*** GIVEN RECORDS ***

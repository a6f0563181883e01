//! Engine Tests
//!
//! Tests verify:
//! - Empty collections on construction
//! - CRUD routing returns the collection results
//! - CSV load/save failures surface as `false`
//! - Opening from configured files

use std::fs;
use std::path::{Path, PathBuf};

use socialkv::engine::{init_status_collection, init_user_collection};
use socialkv::{Config, Engine, SocialError, User, UserStatus};
use tempfile::TempDir;

// =============================================================================
// Helper Functions
// =============================================================================

fn setup_temp_engine() -> (TempDir, Engine) {
    let temp_dir = TempDir::new().unwrap();
    let config = Config::builder().data_dir(temp_dir.path()).build();
    (temp_dir, Engine::new(config))
}

fn write_file(dir: &Path, name: &str, contents: &str) -> PathBuf {
    let path = dir.join(name);
    fs::write(&path, contents).unwrap();
    path
}

fn populate(engine: &mut Engine) {
    assert!(engine.add_user("evmiles97", "eve.miles@uw.edu", "Eve", "Miles"));
    assert!(engine.add_user("dave03", "david.yuen@gmail.com", "David", "Yuen"));
    assert!(engine.add_status("evmiles97_00001", "evmiles97", "Code is finally compiling"));
    assert!(engine.add_status("dave03_00001", "dave03", "Sunny in Seattle this morning"));
}

// =============================================================================
// Construction Tests
// =============================================================================

#[test]
fn test_init_collections_are_empty() {
    assert!(init_user_collection().is_empty());
    assert!(init_status_collection().is_empty());
}

#[test]
fn test_new_engine_is_empty() {
    let (_temp, engine) = setup_temp_engine();

    assert!(engine.users().is_empty());
    assert!(engine.statuses().is_empty());
}

// =============================================================================
// User Operation Tests
// =============================================================================

#[test]
fn test_add_user() {
    let (_temp, mut engine) = setup_temp_engine();

    assert!(engine.add_user("Cool_kid187", "mommasboy2001@gmail.com", "Tolby", "Bryant"));
    assert!(!engine.add_user("Cool_kid187", "mommasboy2001@gmail.com", "Tolby", "Bryant"));
}

#[test]
fn test_update_user() {
    let (_temp, mut engine) = setup_temp_engine();

    assert!(!engine.update_user("Cool_kid187", "a@b.com", "A", "B"));

    populate(&mut engine);
    assert!(engine.update_user("dave03", "new@b.com", "C", "D"));
    assert_eq!(
        engine.search_user("dave03"),
        Some(&User::new("dave03", "new@b.com", "C", "D"))
    );
}

#[test]
fn test_delete_user() {
    let (_temp, mut engine) = setup_temp_engine();
    populate(&mut engine);

    assert!(!engine.delete_user("Cool_kid187"));
    assert!(engine.delete_user("evmiles97"));
    assert!(engine.search_user("evmiles97").is_none());
}

#[test]
fn test_delete_user_keeps_statuses() {
    let (_temp, mut engine) = setup_temp_engine();
    populate(&mut engine);

    engine.delete_user("evmiles97");

    assert!(engine.search_status("evmiles97_00001").is_some());
}

// =============================================================================
// Status Operation Tests
// =============================================================================

#[test]
fn test_status_operations() {
    let (_temp, mut engine) = setup_temp_engine();
    populate(&mut engine);

    assert!(!engine.add_status("dave03_00001", "dave03", "dup"));
    assert!(!engine.update_status("test", "test", "test"));
    assert!(engine.update_status("dave03_00001", "test", "test"));
    assert_eq!(
        engine.search_status("dave03_00001"),
        Some(&UserStatus::new("dave03_00001", "test", "test"))
    );
    assert!(!engine.delete_status("test"));
    assert!(engine.delete_status("dave03_00001"));
    assert!(engine.search_status("dave03_00001").is_none());
}

// =============================================================================
// Load / Save Tests
// =============================================================================

#[test]
fn test_load_users_bool_results() {
    let (temp, mut engine) = setup_temp_engine();
    let good = write_file(
        temp.path(),
        "accounts.csv",
        "USER_ID,EMAIL,NAME,LASTNAME\nu1,a@b.com,A,B\n",
    );
    let bad = write_file(
        temp.path(),
        "missing_fields.csv",
        "USER_ID,EMAIL,NAME,LASTNAME\nu2,,A,B\n",
    );

    assert!(engine.load_users(&good));
    assert!(!engine.load_users(&bad));
    assert!(!engine.load_users(temp.path().join("absent.csv")));
    assert_eq!(engine.users().len(), 1);
}

#[test]
fn test_load_statuses_bool_results() {
    let (temp, mut engine) = setup_temp_engine();
    let good = write_file(temp.path(), "s.csv", "STATUS_ID,USER_ID,STATUS_TEXT\ns1,u1,hi\n");
    let bad = write_file(temp.path(), "bad.csv", "STATUS_ID,USER_ID,STATUS_TEXT\ns2,u1\n");

    assert!(engine.load_statuses(&good));
    assert!(engine.load_statuses(&good));
    assert!(!engine.load_statuses(&bad));
    assert_eq!(engine.statuses().len(), 1);
}

#[test]
fn test_save_bool_results() {
    let (temp, mut engine) = setup_temp_engine();
    populate(&mut engine);

    assert!(engine.save_users(temp.path().join("users.csv")));
    assert!(engine.save_statuses(temp.path().join("statuses.csv")));
    assert!(!engine.save_users(" C:by.pyg8 : L^qJ/D-jA.kR6"));
    assert!(!engine.save_statuses(temp.path().join("missing").join("s.csv")));
}

#[test]
fn test_save_all_then_open() {
    let (temp, mut engine) = setup_temp_engine();
    populate(&mut engine);

    assert!(engine.save_all());

    let config = Config::builder().data_dir(temp.path()).build();
    let reopened = Engine::open(config).unwrap();
    assert_eq!(reopened.users().len(), 2);
    assert_eq!(reopened.statuses().len(), 2);
    assert_eq!(reopened.search_user("dave03"), engine.search_user("dave03"));
}

#[test]
fn test_open_without_files_is_empty() {
    let temp = TempDir::new().unwrap();
    let config = Config::builder().data_dir(temp.path()).build();

    let engine = Engine::open(config).unwrap();

    assert!(engine.users().is_empty());
    assert!(engine.statuses().is_empty());
}

#[test]
fn test_open_with_invalid_file_fails() {
    let temp = TempDir::new().unwrap();
    write_file(temp.path(), "accounts.csv", "USER_ID,EMAIL,NAME,LASTNAME\nu1,,A,B\n");
    let config = Config::builder().data_dir(temp.path()).build();

    let result = Engine::open(config);

    assert!(matches!(result, Err(SocialError::EmptyField { .. })));
}

#[test]
fn test_load_all_reports_missing_files() {
    let (temp, mut engine) = setup_temp_engine();
    write_file(temp.path(), "accounts.csv", "USER_ID,EMAIL,NAME,LASTNAME\nu1,a@b.com,A,B\n");

    assert!(!engine.load_all());
    assert_eq!(engine.users().len(), 1);

    write_file(temp.path(), "status_updates.csv", "STATUS_ID,USER_ID,STATUS_TEXT\n");
    assert!(engine.load_all());
}

#[test]
fn test_collection_accessors_mutate() {
    let (_temp, mut engine) = setup_temp_engine();

    engine.users_mut().add("u1", "a@b.com", "A", "B");
    engine.statuses_mut().add("s1", "u1", "hi");

    assert!(engine.search_user("u1").is_some());
    assert!(engine.search_status("s1").is_some());
}

#[test]
fn test_open_add_save_reopen() {
    let temp = TempDir::new().unwrap();
    let config = Config::builder().data_dir(temp.path()).build();

    let mut engine = Engine::open(config.clone()).unwrap();
    assert!(engine.add_user("u1", "a@b.com", "A", "B"));
    assert!(engine.add_status("s1", "u1", "first post, with a comma"));
    assert!(engine.save_all());

    let reopened = Engine::open(config).unwrap();
    assert_eq!(reopened.search_user("u1"), Some(&User::new("u1", "a@b.com", "A", "B")));
    assert_eq!(
        reopened.search_status("s1"),
        Some(&UserStatus::new("s1", "u1", "first post, with a comma"))
    );
}

#[test]
fn test_saved_blank_field_blocks_reopen() {
    let temp = TempDir::new().unwrap();
    let config = Config::builder().data_dir(temp.path()).build();

    // collections accept blank values; the CSV layer does not
    let mut engine = Engine::open(config.clone()).unwrap();
    assert!(engine.add_user("u1", "", "A", "B"));
    assert!(engine.save_all());

    assert!(matches!(
        Engine::open(config),
        Err(SocialError::EmptyField { line: 2, field: "EMAIL" })
    ));
}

*** End of GIVEN RECORDS ***

• **EXERCISE AIM**
If a line above includes the string "comma", pick it out.

• **ANSWER SECTION**
    assert!(engine.add_status("s1", "u1", "first post, with a comma"));
        Some(&UserStatus::new("s1", "u1", "first post, with a comma"))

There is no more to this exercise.